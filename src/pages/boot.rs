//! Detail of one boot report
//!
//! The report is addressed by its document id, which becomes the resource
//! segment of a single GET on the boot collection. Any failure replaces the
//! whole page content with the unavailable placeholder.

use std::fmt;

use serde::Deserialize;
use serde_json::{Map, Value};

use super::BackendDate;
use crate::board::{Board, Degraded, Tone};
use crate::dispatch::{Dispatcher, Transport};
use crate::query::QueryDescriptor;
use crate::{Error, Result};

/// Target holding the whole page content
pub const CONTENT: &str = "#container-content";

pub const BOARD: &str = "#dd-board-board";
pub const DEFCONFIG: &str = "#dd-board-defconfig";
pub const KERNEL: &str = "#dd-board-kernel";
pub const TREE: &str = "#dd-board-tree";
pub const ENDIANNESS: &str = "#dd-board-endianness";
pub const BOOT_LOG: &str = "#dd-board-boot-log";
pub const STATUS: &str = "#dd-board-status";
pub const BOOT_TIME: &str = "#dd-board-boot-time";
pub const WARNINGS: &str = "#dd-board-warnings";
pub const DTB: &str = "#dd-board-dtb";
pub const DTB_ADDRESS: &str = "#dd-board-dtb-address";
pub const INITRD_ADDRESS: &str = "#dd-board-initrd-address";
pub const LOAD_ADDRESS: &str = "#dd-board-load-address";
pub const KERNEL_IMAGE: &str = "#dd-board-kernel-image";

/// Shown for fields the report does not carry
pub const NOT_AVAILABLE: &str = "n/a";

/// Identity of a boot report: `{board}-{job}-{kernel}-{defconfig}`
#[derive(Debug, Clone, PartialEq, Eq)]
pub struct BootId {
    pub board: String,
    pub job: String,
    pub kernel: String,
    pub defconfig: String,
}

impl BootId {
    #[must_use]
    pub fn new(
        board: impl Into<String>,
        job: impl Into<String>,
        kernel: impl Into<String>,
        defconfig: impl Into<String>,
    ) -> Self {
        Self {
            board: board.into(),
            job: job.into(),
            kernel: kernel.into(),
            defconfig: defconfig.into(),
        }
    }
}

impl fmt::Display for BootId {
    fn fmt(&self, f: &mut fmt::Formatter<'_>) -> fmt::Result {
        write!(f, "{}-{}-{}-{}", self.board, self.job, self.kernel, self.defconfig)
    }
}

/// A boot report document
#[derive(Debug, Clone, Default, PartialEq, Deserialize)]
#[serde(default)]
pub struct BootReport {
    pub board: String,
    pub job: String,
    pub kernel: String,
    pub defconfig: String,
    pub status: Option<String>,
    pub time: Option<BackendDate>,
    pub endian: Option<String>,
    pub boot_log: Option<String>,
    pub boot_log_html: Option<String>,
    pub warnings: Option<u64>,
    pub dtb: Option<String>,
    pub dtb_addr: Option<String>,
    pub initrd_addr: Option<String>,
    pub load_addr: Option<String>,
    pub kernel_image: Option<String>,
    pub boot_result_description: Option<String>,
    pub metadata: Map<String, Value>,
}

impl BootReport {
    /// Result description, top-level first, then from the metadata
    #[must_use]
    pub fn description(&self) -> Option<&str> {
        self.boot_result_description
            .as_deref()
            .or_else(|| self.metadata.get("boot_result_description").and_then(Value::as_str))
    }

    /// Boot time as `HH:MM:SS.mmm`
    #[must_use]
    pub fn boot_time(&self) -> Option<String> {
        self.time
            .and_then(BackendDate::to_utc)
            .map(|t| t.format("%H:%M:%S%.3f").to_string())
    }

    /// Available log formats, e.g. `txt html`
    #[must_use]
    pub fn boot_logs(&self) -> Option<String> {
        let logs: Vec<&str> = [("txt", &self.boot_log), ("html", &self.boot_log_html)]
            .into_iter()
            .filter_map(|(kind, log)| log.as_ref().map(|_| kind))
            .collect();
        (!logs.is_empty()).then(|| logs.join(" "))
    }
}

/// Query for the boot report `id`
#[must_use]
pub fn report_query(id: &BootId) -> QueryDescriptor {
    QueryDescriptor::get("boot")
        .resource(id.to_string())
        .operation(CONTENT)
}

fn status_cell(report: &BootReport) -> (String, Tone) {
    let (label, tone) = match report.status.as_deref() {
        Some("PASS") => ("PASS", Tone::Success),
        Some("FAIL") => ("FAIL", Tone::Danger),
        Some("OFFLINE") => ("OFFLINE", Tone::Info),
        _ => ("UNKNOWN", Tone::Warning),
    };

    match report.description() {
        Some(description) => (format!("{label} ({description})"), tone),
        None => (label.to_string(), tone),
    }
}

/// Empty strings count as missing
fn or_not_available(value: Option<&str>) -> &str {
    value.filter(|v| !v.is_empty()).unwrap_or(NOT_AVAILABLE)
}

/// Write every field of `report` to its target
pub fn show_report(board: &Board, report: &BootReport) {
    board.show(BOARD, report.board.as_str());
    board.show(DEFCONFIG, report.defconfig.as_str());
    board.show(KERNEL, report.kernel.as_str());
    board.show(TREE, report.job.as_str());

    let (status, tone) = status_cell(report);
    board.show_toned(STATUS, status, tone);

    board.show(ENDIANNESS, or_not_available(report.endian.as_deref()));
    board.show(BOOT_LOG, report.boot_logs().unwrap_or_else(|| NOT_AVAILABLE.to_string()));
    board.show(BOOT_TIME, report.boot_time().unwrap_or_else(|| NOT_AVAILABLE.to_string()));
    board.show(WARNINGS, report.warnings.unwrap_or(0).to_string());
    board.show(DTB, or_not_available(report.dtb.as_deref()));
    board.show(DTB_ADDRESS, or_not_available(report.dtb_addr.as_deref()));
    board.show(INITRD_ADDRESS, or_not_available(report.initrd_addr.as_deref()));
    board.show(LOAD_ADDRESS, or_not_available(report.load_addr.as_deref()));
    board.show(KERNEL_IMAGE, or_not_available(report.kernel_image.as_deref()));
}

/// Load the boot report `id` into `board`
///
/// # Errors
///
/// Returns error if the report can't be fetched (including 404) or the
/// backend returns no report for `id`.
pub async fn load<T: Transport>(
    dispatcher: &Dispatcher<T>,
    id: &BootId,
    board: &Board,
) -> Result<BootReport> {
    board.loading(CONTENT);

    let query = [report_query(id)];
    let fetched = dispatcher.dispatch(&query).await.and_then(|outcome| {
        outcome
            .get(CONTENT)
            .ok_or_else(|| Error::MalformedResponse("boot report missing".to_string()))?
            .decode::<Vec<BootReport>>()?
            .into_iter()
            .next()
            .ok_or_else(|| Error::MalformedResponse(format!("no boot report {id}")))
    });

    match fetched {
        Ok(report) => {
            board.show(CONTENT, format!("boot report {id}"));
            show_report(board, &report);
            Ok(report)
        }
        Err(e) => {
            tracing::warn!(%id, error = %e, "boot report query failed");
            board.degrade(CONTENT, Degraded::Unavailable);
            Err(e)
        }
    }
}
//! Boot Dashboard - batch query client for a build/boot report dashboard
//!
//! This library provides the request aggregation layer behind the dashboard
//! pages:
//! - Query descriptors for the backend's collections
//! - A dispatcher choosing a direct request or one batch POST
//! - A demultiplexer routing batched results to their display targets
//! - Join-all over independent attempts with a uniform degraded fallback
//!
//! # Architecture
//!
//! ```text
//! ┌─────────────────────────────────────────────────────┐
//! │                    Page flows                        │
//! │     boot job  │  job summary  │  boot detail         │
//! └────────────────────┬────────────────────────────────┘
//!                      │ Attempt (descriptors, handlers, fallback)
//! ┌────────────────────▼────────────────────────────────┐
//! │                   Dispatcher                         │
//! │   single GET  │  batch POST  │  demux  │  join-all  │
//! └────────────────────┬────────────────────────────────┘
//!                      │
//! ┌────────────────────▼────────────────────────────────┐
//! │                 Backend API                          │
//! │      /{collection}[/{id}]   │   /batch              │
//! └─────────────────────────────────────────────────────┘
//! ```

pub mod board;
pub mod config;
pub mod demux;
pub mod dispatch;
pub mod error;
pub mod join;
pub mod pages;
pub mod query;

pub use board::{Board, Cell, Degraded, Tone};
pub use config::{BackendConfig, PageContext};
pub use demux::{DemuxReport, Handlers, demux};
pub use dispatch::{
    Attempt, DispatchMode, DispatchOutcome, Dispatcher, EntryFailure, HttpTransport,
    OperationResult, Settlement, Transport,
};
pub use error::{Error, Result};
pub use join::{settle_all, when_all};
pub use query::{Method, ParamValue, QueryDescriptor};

○ ○ ○ ○ ○

**Try it:** Go through the material above and return each line that holds the word "metadata".

**Answer to the exercise:**
    pub metadata: Map<String, Value>,
    /// Result description, top-level first, then from the metadata
            .or_else(|| self.metadata.get("boot_result_description").and_then(Value::as_str))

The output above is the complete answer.